Chapter 2 culture and social
structure
• Culture refers to the social heritage of a people—those learned
patterns for thinking, feeling, and acting that are transmitted from
one generation to the next, including the embodiment of these
patterns in material items. It includes both nonmaterial culture—
abstract creations like values, beliefs, symbols, norms, customs, and
institutional arrangements—and material culture—physical artifacts
or objects like stone axes, computers, loincloths, tuxedos,
automobiles, paintings, hammocks, and domed stadiums.
• Society refers to a group of people who live within the same territory
and share a common culture. Very simply, culture has to do with the
customs of a people, and society with the people who are practicing
the customs. Culture provides the fabric that enables human beings
to interpret their experiences and guide their actions, whereas
society represents the networks of social relations that arise among
a people.
Components of culture
• Norms
Norms are social rules that specify appropriate and inappropriate
behavior in given situations. They tell us what “should”,
“ought”, and “must” do, as well as what we “should not”,
“ought not” and “must not” do. In all cultures, the great
body of rules deal with such matters as sex, property, and safety.
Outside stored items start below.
//! `chainboard-auth`: session state and client-side route gating.
//!
//! The gates are pure decisions over a session snapshot; persistence sits
//! behind the [`SessionStore`] trait so gates and views can run on fakes.
//! These gates only shape navigation. The backend remains the authority on
//! what a caller may do.

pub mod config;
pub mod credentials;
pub mod gate;
pub mod session;
pub mod store;

pub use config::SessionConfig;
pub use credentials::{Credentials, FieldErrors, Registration};
pub use gate::{GateDecision, authenticated_gate, public_gate};
pub use session::Session;
pub use store::{MemorySessionStore, SessionStore, SessionStoreError};

#[cfg(not(target_arch = "wasm32"))]
pub use store::FileSessionStore;

#[cfg(target_arch = "wasm32")]
pub use store::LocalStorageSessionStore;
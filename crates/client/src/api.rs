use chainboard_auth::{Credentials, Registration, Session};
use chainboard_core::{ItemId, OrderId};
use chainboard_inventory::{InventoryItem, ItemPayload};
use chainboard_orders::{DashboardInsights, NewOrder, Order, OrderStatus, OrderUpdate};

use crate::error::ApiError;

/// Every backend operation the application uses.
///
/// Futures are not required to be `Send`: in the browser they run on the
/// single UI thread.
#[allow(async_fn_in_trait)]
pub trait SupplyChainApi {
    /// `POST /auth/login`. The returned record is what gets stored as the
    /// session.
    async fn login(&self, credentials: &Credentials) -> Result<Session, ApiError>;

    /// `POST /auth/register`.
    async fn register(&self, registration: &Registration) -> Result<(), ApiError>;

    async fn list_orders(&self) -> Result<Vec<Order>, ApiError>;

    async fn place_order(&self, order: &NewOrder) -> Result<Order, ApiError>;

    async fn update_order(&self, id: OrderId, update: &OrderUpdate) -> Result<Order, ApiError>;

    async fn update_order_status(&self, id: OrderId, status: OrderStatus) -> Result<(), ApiError>;

    async fn list_inventory(&self) -> Result<Vec<InventoryItem>, ApiError>;

    async fn add_item(&self, item: &ItemPayload) -> Result<(), ApiError>;

    async fn update_item(&self, id: ItemId, item: &ItemPayload) -> Result<(), ApiError>;

    async fn delete_item(&self, id: ItemId) -> Result<(), ApiError>;

    async fn insights(&self) -> Result<DashboardInsights, ApiError>;
}
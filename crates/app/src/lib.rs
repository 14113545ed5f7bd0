//! `chainboard-app`
//!
//! **Responsibility:** the single-page application for buyers, suppliers and
//! supply-chain managers.
//!
//! This crate provides:
//! - Navigation through the public and authenticated gates
//! - Login and registration views
//! - Role dashboards that fetch and mutate backend-held state
//!
//! Views talk only to the backend, never to each other. The browser
//! frontend (`frontend`, wasm32 only) is a thin shell over these types.

pub mod navigator;
pub mod views;

#[cfg(target_arch = "wasm32")]
pub mod frontend;

pub use navigator::{MAX_REDIRECTS, Navigation, NavigationError, Navigator};
pub use views::{
    BuyerDashboard, BuyerRequest, CollectionState, Control, Dashboard, Fetch, Fetched,
    InlineErrors, Loadable, LoginView, ManagerDashboard, ManagerOutcome, ManagerRequest, ModelCell,
    RegisterView, Request, StatusChange, SupplierDashboard, SupplierRequest,
};
use chainboard_auth::{Credentials, Session, SessionStore};
use chainboard_client::{ApiError, SupplyChainApi};

use crate::navigator::{Navigation, Navigator};

pub const INVALID_CREDENTIALS: &str = "Invalid credentials. Please try again.";
pub const LOGIN_FAILED: &str = "Login failed. Please try again.";

/// Login form.
///
/// Submission is split in two so a frontend can hold the form state in a
/// signal across the request: [`begin_submit`](Self::begin_submit) locks the
/// form, [`finish_submit`](Self::finish_submit) applies the response.
#[derive(Debug, Clone, Default, PartialEq)]
pub struct LoginView {
    pub credentials: Credentials,
    submitting: bool,
    error: Option<String>,
}

impl LoginView {
    pub fn new() -> Self {
        Self::default()
    }

    pub fn is_submitting(&self) -> bool {
        self.submitting
    }

    pub fn error(&self) -> Option<&str> {
        self.error.as_deref()
    }

    /// Lock the form and hand out the credentials to send. `None` while a
    /// submission is already in flight.
    pub fn begin_submit(&mut self) -> Option<Credentials> {
        if self.submitting {
            return None;
        }
        self.submitting = true;
        self.error = None;
        Some(self.credentials.clone())
    }

    /// Apply the login response. On success the session is stored and the
    /// navigation to the role's dashboard is returned.
    pub fn finish_submit<S: SessionStore>(
        &mut self,
        result: Result<Session, ApiError>,
        navigator: &Navigator<S>,
    ) -> Option<Navigation> {
        self.submitting = false;

        let session = match result {
            Ok(session) => session,
            Err(err) => {
                tracing::warn!(error = %err, "login failed");
                self.error = Some(match err {
                    ApiError::Status { .. } => INVALID_CREDENTIALS.to_string(),
                    ApiError::Network(message) => message,
                    ApiError::Parse(_) => LOGIN_FAILED.to_string(),
                });
                return None;
            }
        };

        match navigator.login(&session) {
            Ok(navigation) => {
                self.credentials.password.clear();
                Some(navigation)
            }
            Err(err) => {
                tracing::error!(error = %err, "could not store session after login");
                self.error = Some(LOGIN_FAILED.to_string());
                None
            }
        }
    }

    pub async fn submit<A, S>(&mut self, api: &A, navigator: &Navigator<S>) -> Option<Navigation>
    where
        A: SupplyChainApi,
        S: SessionStore,
    {
        let credentials = self.begin_submit()?;
        let result = api.login(&credentials).await;
        self.finish_submit(result, navigator)
    }
}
--Folkways: describe socially acceptable behavior without moral
significance. Nonconformity does not threaten society. Ex.
Handshake.
--Mores: greater moral significance is attached, nonconformity
does threaten society, violations are defined by LAW to assure
social stability.
Components of Culture
Values
values are broad ideas regarding what is desirable, correct, and
good that most members of a society share. Values are so
general and abstract that they do not explicitly specify which
behaviors are acceptable and which are not. Instead, values
provide us with criteria and conceptions by which we evaluate
people, objects, and events as to their relative worth, merit,
beauty, or morality. Shared beliefs on what is good and bad.
Technology
objects and the rules for using them, rules for acceptable use
Components of culture
• Symbols and language
– Symbols are acts or objects that have come to be
socially accepted as standing for something else.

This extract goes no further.